The fragility of life was well-known to those who lived in the 19th
century. Childbirth, cholera, dysentery-
each added to the toll that would be brought by cart or hearse to the burial
grounds of the city. But one word
brought more fear into the community than any other- smallpox. When Dr. Green heard whispers of the
pestilence making its rounds in the Acre, he took immediate steps. That very afternoon Dr. Green and other Health
Commissioners made their way into neighborhood going door to door seeking out
the truth. Dr. Green must have recalled ten
years earlier, when he was the sole physician
in the town of Lowell and when the first case was reported in the mills. According to own memoir about half of the
girls working in the mill at that time took off in every direction to get away
from the pox.
For years the good Doctor had been advocating vaccinating
the population. At times he went right
into the corporations to give the
virus. He prided himself in
recording 700 inoculations by doing so. The
conditions for spreading the disease in the Acre were ripe. The commissioners had been advocating good soil, good water, and good air to
keep away the spread of the disease. The
Acre was sorely in want of all three conditions. Descriptions of the period told of the close quarters
and squalid living conditions of the Irish.
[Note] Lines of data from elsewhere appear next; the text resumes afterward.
use rkyv::{Archive, Deserialize, Serialize};

use crate::answer::{AnsweredWord, SubmitOutcome};
use crate::config::ConfigForm;
use crate::leaderboard::LeaderboardEntry;

/// What viewers see of a round. Target words stay on the server until revealed.
#[derive(Debug, Clone, PartialEq, Eq, Archive, Serialize, Deserialize)]
pub struct RoundView {
    pub seq: u64,
    pub scrambled_letters: String,
    pub expire_at_ms: i64,
    pub word_lengths: Vec<u32>,
}

#[derive(Debug, Clone, PartialEq, Eq, Archive, Serialize, Deserialize)]
pub enum GameEvent {
    WordSubmitted { username: String, word: String },
    RoundRotated { round: RoundView },
    RoundExpiredRevealAnswer { words: Vec<String> },
    HintAvailable { hint: String },
    WordPoolRefreshed { word_count: u32 },
    LeaderboardRefreshed,
    StatusLine { message: String },
    GameEnded,
}

/// Envelope for everything published on a game's channel.
#[derive(Debug, Clone, PartialEq, Eq, Archive, Serialize, Deserialize)]
pub struct ChannelMessage {
    pub game_id: String,
    pub seq: u64,
    pub origin: Option<String>,
    pub event: GameEvent,
}

#[derive(Debug, Clone, PartialEq, Eq, Archive, Serialize, Deserialize)]
pub struct GameSnapshot {
    pub game_id: String,
    pub title: String,
    pub round: Option<RoundView>,
    pub answered: Vec<AnsweredWord>,
    pub leaderboard: Vec<LeaderboardEntry>,
    pub status_messages: Vec<String>,
    pub total_words_solved: u64,
    pub event_seq: u64,
    pub hint: Option<String>,
    pub ended: bool,
}

#[derive(Debug, Clone, Archive, Serialize, Deserialize)]
pub enum AdminMsg {
    Create { form: ConfigForm },
    ReplaceWords { words: String },
    RemovePlayer { username: String },
    EndGame,
    DeleteGame,
}

#[derive(Debug, Clone, Archive, Serialize, Deserialize)]
pub enum ClientMsg {
    Submit { candidate: String, seen_letters: String },
    RequestFeed,
    Ping { nonce: Option<u64> },
}

#[derive(Debug, Clone, Archive, Serialize, Deserialize)]
pub enum ServerMsg {
    Welcome {
        game_id: String,
        username: String,
        session: String,
        snapshot: Option<GameSnapshot>,
    },
    Event { message: ChannelMessage },
    Outcome {
        candidate: String,
        round_seq: u64,
        outcome: SubmitOutcome,
        total_words_solved: u64,
    },
    Resync { snapshot: GameSnapshot },
    Feed { messages: Vec<String> },
    AdminAck { game_id: String, action: String },
    Pong { nonce: Option<u64> },
    Error { code: String, message: String },
}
Streets were dark in midday due to the cramped conditions. Sewers flowed freely spreading vapors and death.
Dr. Green could not understand why the Irish did not bring
their sick to him at first sight of sickness.
The first few days of the disease was evidenced by fever and chills;
common ailments for sure. As these
symptoms dissipated a rash quickly formed and then the pustules. Those who took care of the sick were often
those who helped spread the disease. Those
angels of mercy who went house to house helping their neighbor may have done
more harm than good. The Irish may not
have been very knowledgeable of how the contagion spread, but their greatest
fear was in having their children taken away. And it was the children that it struck
first. There were the three Hickey
children; John, Margaret, and Johanna.
The Quinn children as well, along with the McGrath, O’Connell, and
Donahue wee ones as well. They were just
the beginning. If the children were
found, they might be taken from their families and never seen again. That was their fear.
The Doctor wrote, The
crowded state of this population, their peculiar habits of associating
together, especially about the sick, their want of cleanliness, their neglect
of Vaccination & the fact that the disease had been most studiously
concealed three weeks constituted a train of peculiarly threatening
circumstances. There was considerable
resistance to the physicians entering every
room on the Acre with the assistance of magistrates
in bringing the sick to the hospital.
The Doctor had his way and the epidemic was stopped before
it could take a greater toll. Dr. Green
continued his vaccination campaign. He
wrote a paper on the smallpox epidemic in Lowell. He went on to be the leading physician at St
John’s Hospital for many years. A school
was even named after him for all his years of service. Surely many lives were saved by his efforts,
but reports continued throughout the century and into the next. The Sisters of Notre Dame had to close the
school for 2 months in 1870 due to an outbreak.
The Lowell Sun even reported outbreaks into the 1930s. Surely we should give a nod of thanks to Dr.
John O. Green
(As usual thanks to Walter for sharing some great research.)